Once you have checked the records that follow, state how many of their lines hold "MongoStore", giving the number only.

───── RECORDS FOR THIS EXERCISE ─────

use async_trait::async_trait;
use futures::TryStreamExt;
use mongodb::bson::{doc, Bson, DateTime as BsonDateTime, Document};
use mongodb::options::{ClientOptions, FindOptions, IndexOptions, UpdateOptions};
use mongodb::{Client as MongoClient, Collection, Database, IndexModel};
use serde::Deserialize;

use super::{build_view, HotelStore};
use crate::models::*;

const PROPERTIES: &str = "properties";
const PROPERTY_I18N: &str = "property_i18n";
const REVIEWS: &str = "reviews";
const INGEST_MISSES: &str = "ingest_misses";

#[derive(Debug, Deserialize)]
struct PropertyDoc {
    #[serde(rename = "_id")]
    id: i64,
    brand_id: Option<i64>,
    stars: Option<i32>,
    lat: Option<f64>,
    lon: Option<f64>,
    country: Option<String>,
    city: Option<String>,
    address_raw: Option<String>,
    #[serde(default)]
    amenities: Vec<String>,
    #[serde(default)]
    images: Vec<String>,
    #[serde(default)]
    raw: Bson,
}

impl From<PropertyDoc> for Hotel {
    fn from(d: PropertyDoc) -> Self {
        Hotel {
            id: d.id,
            brand_id: d.brand_id,
            stars: d.stars,
            lat: d.lat,
            lon: d.lon,
            country: d.country,
            city: d.city,
            address_raw: d.address_raw,
            amenities: d.amenities,
            images: d.images,
            raw: d.raw.into_relaxed_extjson(),
        }
    }
}

#[derive(Debug, Deserialize)]
struct I18nDoc {
    property_id: i64,
    lang: String,
    name: Option<String>,
    description: Option<String>,
    policies: Option<String>,
    address: Option<String>,
    #[serde(default)]
    extras: Document,
}

impl From<I18nDoc> for HotelI18n {
    fn from(d: I18nDoc) -> Self {
        let extras = match Bson::Document(d.extras).into_relaxed_extjson() {
            serde_json::Value::Object(map) => map,
            _ => JsonObject::new(),
        };
        HotelI18n {
            property_id: d.property_id,
            lang: d.lang,
            name: d.name,
            description: d.description,
            policies: d.policies,
            address: d.address,
            extras,
        }
    }
}

#[derive(Debug, Deserialize)]
struct ReviewDoc {
    property_id: i64,
    source_id: String,
    author: Option<String>,
    rating: Option<f64>,
    lang: Option<String>,
    title: Option<String>,
    text: Option<String>,
    aspects: Option<Aspects>,
    source: Option<String>,
    #[serde(default)]
    raw: Bson,
    created_at: Option<BsonDateTime>,
}

impl From<ReviewDoc> for Review {
    fn from(d: ReviewDoc) -> Self {
        Review {
            property_id: d.property_id,
            source_id: d.source_id,
            author: d.author,
            rating: d.rating,
            lang: d.lang,
            title: d.title,
            text: d.text,
            aspects: d.aspects,
            source: d.source,
            raw: d.raw.into_relaxed_extjson(),
            created_at: d.created_at.map(|t| t.to_chrono()),
        }
    }
}

/// MongoDB adapter. One collection per record kind; natural keys are enforced by unique indexes.
#[derive(Clone)]
pub struct MongoStore {
    db: Database,
}

impl MongoStore {
    pub fn with_db(db: Database) -> Self {
        Self { db }
    }

    pub async fn connect(uri: &str, database_name: &str) -> Result<Self> {
        let options = ClientOptions::parse(uri).await?;
        let client = MongoClient::with_options(options)?;
        Ok(Self::with_db(client.database(database_name)))
    }

    /// Create the natural-key unique indexes and the review ordering index. Safe to repeat.
    pub async fn ensure_indexes(&self) -> Result<()> {
        let unique = || IndexOptions::builder().unique(true).build();

        self.db
            .collection::<Document>(PROPERTY_I18N)
            .create_index(
                IndexModel::builder()
                    .keys(doc! { "property_id": 1, "lang": 1 })
                    .options(unique())
                    .build(),
                None,
            )
            .await?;

        let reviews = self.db.collection::<Document>(REVIEWS);
        reviews
            .create_index(
                IndexModel::builder()
                    .keys(doc! { "property_id": 1, "source": 1, "source_id": 1 })
                    .options(unique())
                    .build(),
                None,
            )
            .await?;
        reviews
            .create_index(
                IndexModel::builder()
                    .keys(doc! { "property_id": 1, "created_at": -1, "_id": -1 })
                    .build(),
                None,
            )
            .await?;

        self.db
            .collection::<Document>(INGEST_MISSES)
            .create_index(
                IndexModel::builder()
                    .keys(doc! { "property_id": 1, "reason": 1 })
                    .options(unique())
                    .build(),
                None,
            )
            .await?;

        tracing::info!("Database indexes ensured");
        Ok(())
    }

    fn upsert() -> UpdateOptions {
        UpdateOptions::builder().upsert(true).build()
    }
}

/// BSON has no unsigned 64-bit integer; integers above `i64::MAX` are kept as decimal strings.
fn payload_bson(value: &serde_json::Value) -> Result<Bson> {
    Ok(mongodb::bson::to_bson(&widen_unsigned(value))?)
}

fn widen_unsigned(value: &serde_json::Value) -> serde_json::Value {
    use serde_json::Value;
    match value {
        Value::Number(n) if n.as_i64().is_none() && n.as_u64().is_some() => Value::String(n.to_string()),
        Value::Array(items) => Value::Array(items.iter().map(widen_unsigned).collect()),
        Value::Object(map) => Value::Object(
            map.iter().map(|(k, v)| (k.clone(), widen_unsigned(v))).collect(),
        ),
        other => other.clone(),
    }
}

/// `$set` body for a review: only fields carried by the incoming record.
fn review_set_fields(review: &Review) -> Result<Document> {
    let mut set = doc! {
        "raw": payload_bson(&review.raw)?,
        "updated_at": BsonDateTime::now(),
    };
    if let Some(v) = &review.author {
        set.insert("author", v.clone());
    }
    if let Some(v) = review.rating {
        set.insert("rating", v);
    }
    if let Some(v) = &review.lang {
        set.insert("lang", v.clone());
    }
    if let Some(v) = &review.title {
        set.insert("title", v.clone());
    }
    if let Some(v) = &review.text {
        set.insert("text", v.clone());
    }
    if let Some(v) = &review.aspects {
        set.insert("aspects", mongodb::bson::to_bson(v)?);
    }
    Ok(set)
}

#[async_trait]
impl HotelStore for MongoStore {
    async fn upsert_property(&self, hotel: &Hotel) -> Result<()> {
        let collection: Collection<Document> = self.db.collection(PROPERTIES);
        let update = doc! {
            "$set": {
                "brand_id": hotel.brand_id,
                "stars": hotel.stars,
                "lat": hotel.lat,
                "lon": hotel.lon,
                "country": hotel.country.clone(),
                "city": hotel.city.clone(),
                "address_raw": hotel.address_raw.clone(),
                "amenities": hotel.amenities.clone(),
                "images": hotel.images.clone(),
                "raw": payload_bson(&hotel.raw)?,
                "updated_at": BsonDateTime::now(),
            },
            "$setOnInsert": { "created_at": BsonDateTime::now() },
        };
        collection
            .update_one(doc! { "_id": hotel.id }, update, Self::upsert())
            .await?;
        Ok(())
    }

    async fn upsert_i18n(&self, i18n: &HotelI18n) -> Result<()> {
        let properties: Collection<Document> = self.db.collection(PROPERTIES);
        let exists = properties
            .count_documents(doc! { "_id": i18n.property_id }, None)
            .await?
            > 0;
        if !exists {
            return Err(IngestionError::Storage(format!(
                "cannot store {} translation: hotel {} does not exist",
                i18n.lang, i18n.property_id
            )));
        }

        let collection: Collection<Document> = self.db.collection(PROPERTY_I18N);
        let update = doc! {
            "$set": {
                "name": i18n.name.clone(),
                "description": i18n.description.clone(),
                "policies": i18n.policies.clone(),
                "address": i18n.address.clone(),
                "extras": payload_bson(&serde_json::Value::Object(i18n.extras.clone()))?,
                "updated_at": BsonDateTime::now(),
            },
        };
        collection
            .update_one(
                doc! { "property_id": i18n.property_id, "lang": i18n.lang.clone() },
                update,
                Self::upsert(),
            )
            .await?;
        Ok(())
    }

    async fn upsert_reviews(&self, reviews: &[Review]) -> Result<usize> {
        let collection: Collection<Document> = self.db.collection(REVIEWS);
        for review in reviews {
            let filter = doc! {
                "property_id": review.property_id,
                "source": review.source.clone(),
                "source_id": review.source_id.clone(),
            };
            let update = doc! {
                "$set": review_set_fields(review)?,
                "$setOnInsert": { "created_at": BsonDateTime::now() },
            };
            collection.update_one(filter, update, Self::upsert()).await?;
        }
        Ok(reviews.len())
    }

    async fn record_miss(&self, property_id: i64, http_status: u16, reason: &str) -> Result<()> {
        let collection: Collection<Document> = self.db.collection(INGEST_MISSES);
        let update = doc! {
            "$set": { "seen_at": BsonDateTime::now() },
            "$setOnInsert": { "http_status": http_status as i32 },
        };
        collection
            .update_one(
                doc! { "property_id": property_id, "reason": reason },
                update,
                Self::upsert(),
            )
            .await?;
        Ok(())
    }

    async fn get_hotel(&self, id: i64, lang: &str) -> Result<Option<HotelView>> {
        let properties: Collection<PropertyDoc> = self.db.collection(PROPERTIES);
        let Some(hotel) = properties.find_one(doc! { "_id": id }, None).await? else {
            return Ok(None);
        };
        let hotel = Hotel::from(hotel);

        let translations: Collection<I18nDoc> = self.db.collection(PROPERTY_I18N);
        let i18n = translations
            .find_one(doc! { "property_id": id, "lang": lang }, None)
            .await?
            .map(HotelI18n::from);

        Ok(Some(build_view(&hotel, i18n.as_ref(), lang)))
    }

    async fn list_reviews(&self, id: i64, page: &PageQuery) -> Result<ReviewsPage> {
        let collection: Collection<ReviewDoc> = self.db.collection(REVIEWS);
        let options = FindOptions::builder()
            .sort(doc! { "created_at": -1, "_id": -1 })
            .limit(page.limit as i64)
            .build();
        let cursor = collection.find(doc! { "property_id": id }, options).await?;
        let docs: Vec<ReviewDoc> = cursor.try_collect().await?;
        Ok(ReviewsPage {
            items: docs.into_iter().map(Review::from).collect(),
            next_cursor: None,
        })
    }
}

─────

§ **COMPLETED EXERCISE**: 3